▸ Exercise details:
Where a line contains the word "PowerOn", copy that line from the records below.

········

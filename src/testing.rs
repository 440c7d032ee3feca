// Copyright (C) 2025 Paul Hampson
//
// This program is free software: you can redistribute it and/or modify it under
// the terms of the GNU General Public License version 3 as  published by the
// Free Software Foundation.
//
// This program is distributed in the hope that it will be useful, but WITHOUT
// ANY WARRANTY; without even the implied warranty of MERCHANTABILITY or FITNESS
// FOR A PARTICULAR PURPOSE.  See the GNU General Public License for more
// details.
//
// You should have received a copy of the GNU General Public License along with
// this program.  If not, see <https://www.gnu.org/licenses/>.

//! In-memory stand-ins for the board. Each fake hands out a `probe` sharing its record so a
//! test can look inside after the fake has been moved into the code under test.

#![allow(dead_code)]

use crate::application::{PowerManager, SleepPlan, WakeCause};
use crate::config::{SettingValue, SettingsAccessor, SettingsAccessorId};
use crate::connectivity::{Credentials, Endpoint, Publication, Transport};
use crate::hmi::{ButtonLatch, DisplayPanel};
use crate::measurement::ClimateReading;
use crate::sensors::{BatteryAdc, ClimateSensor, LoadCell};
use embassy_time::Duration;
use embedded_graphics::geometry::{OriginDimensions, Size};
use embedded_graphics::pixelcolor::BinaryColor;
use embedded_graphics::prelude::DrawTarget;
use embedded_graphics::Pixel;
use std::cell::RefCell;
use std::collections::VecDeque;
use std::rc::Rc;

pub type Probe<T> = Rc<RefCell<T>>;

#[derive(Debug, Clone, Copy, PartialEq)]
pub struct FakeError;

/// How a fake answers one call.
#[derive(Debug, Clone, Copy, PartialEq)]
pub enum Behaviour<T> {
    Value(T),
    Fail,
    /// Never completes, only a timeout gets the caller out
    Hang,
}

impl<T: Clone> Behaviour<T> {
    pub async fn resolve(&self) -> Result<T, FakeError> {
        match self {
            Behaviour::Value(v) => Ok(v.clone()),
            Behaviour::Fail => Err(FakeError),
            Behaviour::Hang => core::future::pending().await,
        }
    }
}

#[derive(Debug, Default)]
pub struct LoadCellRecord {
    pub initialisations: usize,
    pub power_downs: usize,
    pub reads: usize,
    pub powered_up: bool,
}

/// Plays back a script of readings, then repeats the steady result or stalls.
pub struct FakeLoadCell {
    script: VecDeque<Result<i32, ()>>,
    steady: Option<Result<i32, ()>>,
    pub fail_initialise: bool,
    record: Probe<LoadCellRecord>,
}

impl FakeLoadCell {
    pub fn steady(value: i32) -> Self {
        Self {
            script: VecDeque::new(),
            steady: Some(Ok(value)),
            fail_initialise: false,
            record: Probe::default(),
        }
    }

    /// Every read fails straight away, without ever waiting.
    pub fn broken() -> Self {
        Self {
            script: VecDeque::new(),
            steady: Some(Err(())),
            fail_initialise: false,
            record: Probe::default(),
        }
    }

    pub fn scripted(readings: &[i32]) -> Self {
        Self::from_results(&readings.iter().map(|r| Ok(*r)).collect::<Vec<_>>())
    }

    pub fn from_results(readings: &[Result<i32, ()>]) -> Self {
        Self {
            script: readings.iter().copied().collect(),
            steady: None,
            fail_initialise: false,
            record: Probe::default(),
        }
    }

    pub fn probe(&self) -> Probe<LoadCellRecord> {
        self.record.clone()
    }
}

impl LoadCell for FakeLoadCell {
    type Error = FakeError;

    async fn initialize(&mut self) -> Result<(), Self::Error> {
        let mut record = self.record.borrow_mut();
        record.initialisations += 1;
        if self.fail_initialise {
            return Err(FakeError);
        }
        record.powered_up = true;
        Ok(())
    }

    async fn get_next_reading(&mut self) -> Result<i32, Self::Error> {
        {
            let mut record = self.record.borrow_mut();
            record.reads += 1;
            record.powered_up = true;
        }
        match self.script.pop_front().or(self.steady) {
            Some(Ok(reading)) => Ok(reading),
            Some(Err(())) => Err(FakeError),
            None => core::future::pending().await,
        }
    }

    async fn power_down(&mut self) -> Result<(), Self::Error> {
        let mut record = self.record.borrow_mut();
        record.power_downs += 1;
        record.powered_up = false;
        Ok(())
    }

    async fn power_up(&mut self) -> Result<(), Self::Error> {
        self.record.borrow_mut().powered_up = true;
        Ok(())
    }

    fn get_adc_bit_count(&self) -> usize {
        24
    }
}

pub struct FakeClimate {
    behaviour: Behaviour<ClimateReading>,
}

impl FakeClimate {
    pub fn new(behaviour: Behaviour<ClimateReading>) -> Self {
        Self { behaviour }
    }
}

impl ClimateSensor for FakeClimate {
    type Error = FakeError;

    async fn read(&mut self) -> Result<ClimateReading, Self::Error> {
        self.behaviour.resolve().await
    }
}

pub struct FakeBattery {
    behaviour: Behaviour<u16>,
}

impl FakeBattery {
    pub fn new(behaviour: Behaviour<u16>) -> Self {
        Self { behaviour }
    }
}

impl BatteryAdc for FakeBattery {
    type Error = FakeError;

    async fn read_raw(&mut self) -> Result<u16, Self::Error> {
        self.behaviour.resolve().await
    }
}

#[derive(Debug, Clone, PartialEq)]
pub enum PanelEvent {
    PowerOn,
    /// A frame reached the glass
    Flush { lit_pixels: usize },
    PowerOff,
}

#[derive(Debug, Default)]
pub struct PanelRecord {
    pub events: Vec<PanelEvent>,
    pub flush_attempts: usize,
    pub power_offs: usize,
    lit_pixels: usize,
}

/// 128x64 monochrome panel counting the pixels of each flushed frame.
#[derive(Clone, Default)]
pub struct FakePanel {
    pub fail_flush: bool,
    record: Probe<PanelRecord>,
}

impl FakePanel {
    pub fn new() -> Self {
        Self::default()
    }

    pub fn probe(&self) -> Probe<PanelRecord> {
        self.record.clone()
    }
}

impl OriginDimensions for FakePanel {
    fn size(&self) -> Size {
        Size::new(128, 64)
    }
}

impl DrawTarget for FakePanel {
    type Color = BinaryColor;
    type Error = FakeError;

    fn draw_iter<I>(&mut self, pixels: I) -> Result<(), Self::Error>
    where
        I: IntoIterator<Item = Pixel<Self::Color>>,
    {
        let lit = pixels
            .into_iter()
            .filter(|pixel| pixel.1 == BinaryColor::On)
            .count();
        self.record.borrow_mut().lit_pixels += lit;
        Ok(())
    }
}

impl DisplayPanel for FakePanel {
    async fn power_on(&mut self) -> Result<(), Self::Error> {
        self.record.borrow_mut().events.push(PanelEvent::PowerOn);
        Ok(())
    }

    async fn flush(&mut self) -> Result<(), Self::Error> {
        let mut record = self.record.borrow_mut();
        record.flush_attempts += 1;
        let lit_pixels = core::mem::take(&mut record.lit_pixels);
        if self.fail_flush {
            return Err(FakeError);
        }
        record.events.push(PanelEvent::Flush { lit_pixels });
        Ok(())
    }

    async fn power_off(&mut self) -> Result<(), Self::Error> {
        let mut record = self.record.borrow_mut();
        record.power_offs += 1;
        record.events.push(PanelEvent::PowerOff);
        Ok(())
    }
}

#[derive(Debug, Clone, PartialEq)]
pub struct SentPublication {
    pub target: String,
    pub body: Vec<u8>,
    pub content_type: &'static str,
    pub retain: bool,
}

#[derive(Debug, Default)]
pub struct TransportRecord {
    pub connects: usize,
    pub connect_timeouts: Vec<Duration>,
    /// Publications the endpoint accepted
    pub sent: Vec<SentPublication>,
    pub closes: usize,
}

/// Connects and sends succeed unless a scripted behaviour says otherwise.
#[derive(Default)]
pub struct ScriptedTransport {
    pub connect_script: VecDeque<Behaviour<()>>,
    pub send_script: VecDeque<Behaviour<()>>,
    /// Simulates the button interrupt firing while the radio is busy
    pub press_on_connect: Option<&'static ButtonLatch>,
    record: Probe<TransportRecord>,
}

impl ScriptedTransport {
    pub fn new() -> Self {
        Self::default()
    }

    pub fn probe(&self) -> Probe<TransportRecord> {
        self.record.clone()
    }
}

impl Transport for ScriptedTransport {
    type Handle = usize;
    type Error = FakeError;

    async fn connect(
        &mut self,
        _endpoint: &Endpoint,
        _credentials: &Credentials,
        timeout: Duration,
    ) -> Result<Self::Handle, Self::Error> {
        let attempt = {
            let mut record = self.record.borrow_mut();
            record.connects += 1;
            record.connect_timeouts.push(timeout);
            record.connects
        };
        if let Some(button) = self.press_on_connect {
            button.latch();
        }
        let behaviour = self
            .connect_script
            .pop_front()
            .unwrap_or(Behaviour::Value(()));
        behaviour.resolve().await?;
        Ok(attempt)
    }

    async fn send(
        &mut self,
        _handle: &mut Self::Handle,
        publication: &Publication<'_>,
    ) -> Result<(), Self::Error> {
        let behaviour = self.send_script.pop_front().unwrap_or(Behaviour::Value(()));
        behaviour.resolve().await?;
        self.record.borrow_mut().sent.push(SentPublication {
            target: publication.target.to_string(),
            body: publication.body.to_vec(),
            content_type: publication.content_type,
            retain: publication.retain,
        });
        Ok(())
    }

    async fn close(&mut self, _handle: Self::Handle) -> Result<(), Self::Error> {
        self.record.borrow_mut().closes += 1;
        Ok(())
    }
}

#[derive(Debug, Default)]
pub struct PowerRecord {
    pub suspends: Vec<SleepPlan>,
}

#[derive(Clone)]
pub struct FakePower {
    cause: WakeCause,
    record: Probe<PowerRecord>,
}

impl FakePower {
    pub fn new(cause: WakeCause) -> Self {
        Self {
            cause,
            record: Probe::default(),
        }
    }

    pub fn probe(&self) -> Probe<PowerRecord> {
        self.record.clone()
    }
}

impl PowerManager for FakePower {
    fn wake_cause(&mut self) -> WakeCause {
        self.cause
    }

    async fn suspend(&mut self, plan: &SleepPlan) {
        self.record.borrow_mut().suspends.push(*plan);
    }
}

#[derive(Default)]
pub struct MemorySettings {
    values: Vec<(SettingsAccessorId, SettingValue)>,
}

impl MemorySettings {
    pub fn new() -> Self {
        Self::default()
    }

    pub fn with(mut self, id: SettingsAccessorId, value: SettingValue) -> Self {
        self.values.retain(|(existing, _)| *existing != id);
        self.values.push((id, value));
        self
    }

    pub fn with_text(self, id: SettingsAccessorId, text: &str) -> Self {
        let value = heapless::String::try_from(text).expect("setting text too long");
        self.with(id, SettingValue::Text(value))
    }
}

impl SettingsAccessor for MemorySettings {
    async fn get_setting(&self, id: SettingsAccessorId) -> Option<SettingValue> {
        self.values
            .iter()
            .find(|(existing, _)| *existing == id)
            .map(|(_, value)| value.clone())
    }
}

········

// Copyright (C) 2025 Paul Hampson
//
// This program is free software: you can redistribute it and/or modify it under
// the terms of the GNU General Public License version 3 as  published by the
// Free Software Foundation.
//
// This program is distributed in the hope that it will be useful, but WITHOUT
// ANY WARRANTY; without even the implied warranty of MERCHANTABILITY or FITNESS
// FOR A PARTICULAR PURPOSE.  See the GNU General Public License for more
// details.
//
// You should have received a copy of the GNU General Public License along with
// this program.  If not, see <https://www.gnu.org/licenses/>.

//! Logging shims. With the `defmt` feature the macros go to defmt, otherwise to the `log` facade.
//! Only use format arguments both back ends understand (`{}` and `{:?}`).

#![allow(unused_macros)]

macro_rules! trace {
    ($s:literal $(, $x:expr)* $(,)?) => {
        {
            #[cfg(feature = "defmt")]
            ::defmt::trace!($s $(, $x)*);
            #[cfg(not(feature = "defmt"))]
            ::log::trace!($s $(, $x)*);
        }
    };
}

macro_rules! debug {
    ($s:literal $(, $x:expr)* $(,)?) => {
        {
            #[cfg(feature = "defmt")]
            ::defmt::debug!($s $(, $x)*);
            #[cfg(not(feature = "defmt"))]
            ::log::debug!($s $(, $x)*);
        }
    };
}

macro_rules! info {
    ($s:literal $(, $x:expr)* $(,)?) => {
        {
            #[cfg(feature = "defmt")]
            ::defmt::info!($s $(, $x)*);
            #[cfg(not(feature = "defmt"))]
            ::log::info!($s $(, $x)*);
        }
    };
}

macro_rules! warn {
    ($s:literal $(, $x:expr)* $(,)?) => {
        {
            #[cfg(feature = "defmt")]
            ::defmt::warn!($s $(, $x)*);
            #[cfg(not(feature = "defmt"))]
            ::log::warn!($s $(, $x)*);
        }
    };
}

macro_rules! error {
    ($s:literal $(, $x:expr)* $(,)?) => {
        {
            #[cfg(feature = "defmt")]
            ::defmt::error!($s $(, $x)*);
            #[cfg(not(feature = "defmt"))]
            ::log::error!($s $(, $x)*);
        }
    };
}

········

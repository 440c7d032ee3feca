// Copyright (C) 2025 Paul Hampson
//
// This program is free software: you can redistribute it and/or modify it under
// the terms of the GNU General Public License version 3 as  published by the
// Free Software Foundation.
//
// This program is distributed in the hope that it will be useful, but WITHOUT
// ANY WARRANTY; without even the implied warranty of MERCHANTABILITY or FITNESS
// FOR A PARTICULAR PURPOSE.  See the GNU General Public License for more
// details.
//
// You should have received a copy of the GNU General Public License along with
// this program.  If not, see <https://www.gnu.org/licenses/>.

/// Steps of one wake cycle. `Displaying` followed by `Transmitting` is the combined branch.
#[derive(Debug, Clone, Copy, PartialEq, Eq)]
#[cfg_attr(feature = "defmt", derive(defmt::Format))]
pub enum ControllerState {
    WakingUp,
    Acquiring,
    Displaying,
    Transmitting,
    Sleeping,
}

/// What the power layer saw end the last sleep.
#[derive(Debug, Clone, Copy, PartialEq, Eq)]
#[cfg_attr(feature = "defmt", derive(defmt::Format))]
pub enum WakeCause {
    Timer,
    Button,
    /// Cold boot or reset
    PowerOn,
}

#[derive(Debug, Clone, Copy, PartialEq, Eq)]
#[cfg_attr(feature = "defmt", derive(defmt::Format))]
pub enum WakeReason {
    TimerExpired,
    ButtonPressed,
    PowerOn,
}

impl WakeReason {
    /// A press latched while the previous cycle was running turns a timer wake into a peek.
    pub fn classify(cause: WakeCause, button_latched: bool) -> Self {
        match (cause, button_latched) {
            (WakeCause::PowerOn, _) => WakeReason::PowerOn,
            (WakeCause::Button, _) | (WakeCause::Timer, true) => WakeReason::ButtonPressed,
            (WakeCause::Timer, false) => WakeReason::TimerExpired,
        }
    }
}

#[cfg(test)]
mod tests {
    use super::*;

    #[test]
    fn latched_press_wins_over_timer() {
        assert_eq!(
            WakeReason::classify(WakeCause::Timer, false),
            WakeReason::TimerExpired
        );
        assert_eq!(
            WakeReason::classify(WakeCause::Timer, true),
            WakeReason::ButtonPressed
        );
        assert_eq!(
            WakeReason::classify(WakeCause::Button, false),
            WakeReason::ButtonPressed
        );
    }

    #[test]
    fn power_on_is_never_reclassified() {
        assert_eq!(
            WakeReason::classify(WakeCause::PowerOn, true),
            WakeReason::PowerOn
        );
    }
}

········

▸ Written response:
    PowerOn,
        self.record.borrow_mut().events.push(PanelEvent::PowerOn);
    PowerOn,
    PowerOn,
            (WakeCause::PowerOn, _) => WakeReason::PowerOn,
            WakeReason::classify(WakeCause::PowerOn, true),
            WakeReason::PowerOn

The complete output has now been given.